Dom Pedro II, que gostava muito mais de correr mundo do que governar, saiu
a percorrer o nosso litoral navegando acompanhado por uma parte da
esquadra brasileira. Entrou pelo rio São Francisco subindo até Piranhas, de onde, a cavalo, foi ver de perto a
cachoeira que ainda não se chamava Paulo Afonso. Ao cruzar o estuário largo do
rio que então era caudaloso, Dom Pedro anotou no seu diário todo o deslumbramento que sentiu diante
daquela paisagem das margens luxuriantes
do Velho Chico portentoso. Observou a existência de muitas miseráveis choças de palha, e em vez de
lembrar que ali estava faltando a presença do Império, mostrou-se indignado com
tanta pobreza que, a seu ver, resultava da índole preguiçosa daquela gente
ribeirinha, incapaz de pescar, de cultivar as terras ubérrimas.

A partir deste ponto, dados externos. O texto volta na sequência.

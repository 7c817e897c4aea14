// Copyright 2024-2026 the Tern authors. MIT license.

use std::path::PathBuf;
use std::sync::Arc;

use indexmap::IndexMap;
use parking_lot::Mutex;
use serde_json::Value;

pub use tern_node_resolver::Platform;

/// What the link is for. PassThrough and ConvertFormat disable tree shaking
/// and cross-module binding; only Bundle wraps CommonJS modules.
#[derive(Debug, Clone, Copy, PartialEq, Eq, Default)]
pub enum BundleMode {
  PassThrough,
  ConvertFormat,
  #[default]
  Bundle,
}

#[derive(Debug, Clone, Copy, PartialEq, Eq, Default)]
pub enum OutputFormat {
  /// Keep whatever syntax the entry uses.
  Preserve,
  /// Wrap everything in an immediately-invoked function.
  Iife,
  CommonJs,
  #[default]
  EsModule,
}

impl OutputFormat {
  pub fn keeps_import_export_syntax(self) -> bool {
    matches!(self, OutputFormat::EsModule | OutputFormat::Preserve)
  }
}

#[derive(Debug, Clone, Copy, PartialEq, Eq, Default)]
pub enum SourceMapMode {
  #[default]
  None,
  Linked,
  Inline,
  External,
  InlineAndExternal,
  ExternalWithoutComment,
}

#[derive(Debug, Clone, Copy, PartialEq, Eq, Default)]
pub enum LegalCommentsMode {
  #[default]
  None,
  Inline,
  EndOfFile,
  Linked,
  External,
}

/// The persistent property-mangling cache. A string value pins the mangled
/// name; `false` reserves the original name so the generator never takes
/// it. Updated under an exclusive callback so concurrent links serialize.
#[derive(Debug, Default)]
pub struct MangleCache {
  entries: Mutex<IndexMap<String, Value>>,
}

impl MangleCache {
  pub fn new(entries: IndexMap<String, Value>) -> Self {
    Self {
      entries: Mutex::new(entries),
    }
  }

  /// Runs `f` with exclusive access to the cache contents.
  pub fn with_exclusive<R>(
    &self,
    f: impl FnOnce(&mut IndexMap<String, Value>) -> R,
  ) -> R {
    let mut entries = self.entries.lock();
    f(&mut entries)
  }

  pub fn snapshot(&self) -> IndexMap<String, Value> {
    self.entries.lock().clone()
  }
}

#[derive(Clone)]
pub struct BundleOptions {
  pub mode: BundleMode,
  pub output_format: OutputFormat,
  pub platform: Platform,
  pub main_fields: Option<Vec<String>>,
  pub conditions: Vec<String>,
  pub code_splitting: bool,
  pub source_map: SourceMapMode,
  pub legal_comments: LegalCommentsMode,
  pub minify_whitespace: bool,
  pub minify_syntax: bool,
  pub minify_identifiers: bool,
  pub mangle_props: Option<regex::Regex>,
  pub mangle_cache: Option<Arc<MangleCache>>,
  /// Path templates understand `[dir]`, `[name]`, `[hash]` and `[ext]`.
  pub entry_path_template: String,
  pub chunk_path_template: String,
  pub abs_output_file: Option<PathBuf>,
  pub abs_output_dir: Option<PathBuf>,
  pub abs_output_base: Option<PathBuf>,
  pub public_path: Option<String>,
  /// Keep readable key names in synthetic wrappers so profilers show
  /// `require_foo` frames against the original path.
  pub profiler_names: bool,
  pub tree_shaking: bool,
  pub ignore_dce_annotations: bool,
  pub needs_metafile: bool,
  pub global_name: Option<String>,
  pub banner: Option<String>,
  pub footer: Option<String>,
}

impl Default for BundleOptions {
  fn default() -> Self {
    Self {
      mode: BundleMode::Bundle,
      output_format: OutputFormat::EsModule,
      platform: Platform::Browser,
      main_fields: None,
      conditions: Vec::new(),
      code_splitting: false,
      source_map: SourceMapMode::None,
      legal_comments: LegalCommentsMode::None,
      minify_whitespace: false,
      minify_syntax: false,
      minify_identifiers: false,
      mangle_props: None,
      mangle_cache: None,
      entry_path_template: "[dir]/[name].[ext]".to_string(),
      chunk_path_template: "chunks/[name]-[hash].[ext]".to_string(),
      abs_output_file: None,
      abs_output_dir: None,
      abs_output_base: None,
      public_path: None,
      profiler_names: true,
      tree_shaking: true,
      ignore_dce_annotations: false,
      needs_metafile: false,
      global_name: None,
      banner: None,
      footer: None,
    }
  }
}

impl BundleOptions {
  pub fn tree_shaking_enabled(&self) -> bool {
    self.tree_shaking && self.mode == BundleMode::Bundle
  }

  /// The resolver settings implied by these bundle options; the module
  /// graph builder constructs its resolver from this so conditions and
  /// main-field order stay in sync with the link.
  pub fn resolver_options(&self) -> tern_node_resolver::NodeResolverOptions {
    tern_node_resolver::NodeResolverOptions {
      platform: self.platform,
      conditions: self.conditions.clone(),
      main_fields: self.main_fields.clone(),
    }
  }
}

A filha de Dom Pedro II, a princesa Isabel, que o substituía nos negócios
do Império durante as suas longas
ausências, numa dessas ocasiões assinou a Lei Áurea, que libertava os
escravos. A navegação pelo São Francisco aconteceu antes da Abolição , e assim,
o Imperador do Brasil continuava sendo servido no seu palácio, aliás destituído de luxos, por homens mulheres e até
crianças escravos. A belonave na qual viajava era uma das unidades da Marinha
de Guerra, corporação militar que não admitia o ingresso de negros nos seus quadros
de oficiais, que tinham, todos eles, o direito
de usar a
chibata como bem entendessem para castigar os
marinheiros, sempre negros e mulatos.
Não se poderia estranhar, então, o distanciamento do monarca daqueles problemas
reais que manchavam com a nódoa da insensibilidade social e humana o comportamento das elites
escravocratas, das quais Dom Pedro era o
mais destacado componente.
Veio a República em 1889, veio a tentativa em 1930 de
republicanizar a desencaminhada
República. Agora, estamos a uma
distancia de 126 anos da abolição da escravatura, mas, uma grande parte das
elites brasileiras ainda conserva diante da pobreza aquela mesma atitude de
indiferença e desprezo dos senhores de escravos em relação aos que habitavam as
senzalas nos seus imundos porões.
De outra forma, como se poderia explicar a atitude de
magistrados que autorizam uma reintegração de posse feita pela força para
retirar, de um prédio abandonado há mais de dez anos no decadente centro
comercial de São Paulo, dezenas de
famílias sem teto que lá se abrigavam? No mesmo dia em que foi feita a violenta
operação de reintegração de posse, impedindo pobres de terem um teto onde
acomodar suas crianças e idosos que eram jogados no olho da rua, um Ministro do
Supremo Tribunal Federal autorizava o auxilio moradia de 4 mil e setecentos
reais, para os juizes federais, mesmo
residindo na área da sua jurisdição.
Também, como se poderia explicar a atitude de um governador,
no caso o marmóreo Geraldo Alckmin, que autorizou as truculências cometidas
pela sua polícia, depois justificadas e endossadas por um facistóide Secretário de Segurança e, mais ainda, a falta de iniciativa do prefeito Fernando
Hadad, petista inerte diante do drama de famílias desabrigadas, ignorando o que diz a Constituição Federal
no Capítulo II parágrafo quarto, que dispõe sobre a política
urbana: ¨É facultado ao poder público
municipal, mediante lei específica para área incluída no Plano Diretor, exigir,
nos termos da lei federal, do proprietário do solo urbano não edificado,
subutilizado ou não utilizado, que
promova o adequado aproveitamento, sob
pena, de :
I – parcelamento ou edificação compulsórios;
II – imposto sobre a
propriedade predial e territorial urbana progressivo no tempo;
III – Desapropriação com pagamento mediante títulos da divida
pública de emissão previamente aprovada pelo Senado Federal, com prazo de
resgate de até dez anos, em parcelas anuais, iguais e sucessivas, assegurados o
valor real da indenização e os juros
legais.
Como se vê a Constituição brasileira prioriza o
interesse social da propriedade privada, mas apesar de tudo, os miseráveis que ousam conseguir um abrigo num edifício abandonado,
são tangidos pela polícia como se fossem
animais, a tiros, bordoadas e gás lacrimogênio
. Para
uma grande parcela dos nossos políticos, entre eles muitos que se definem como
progressistas, problema social é assunto
de competência da polícia. De preferência a cavalo e com sabres na mão.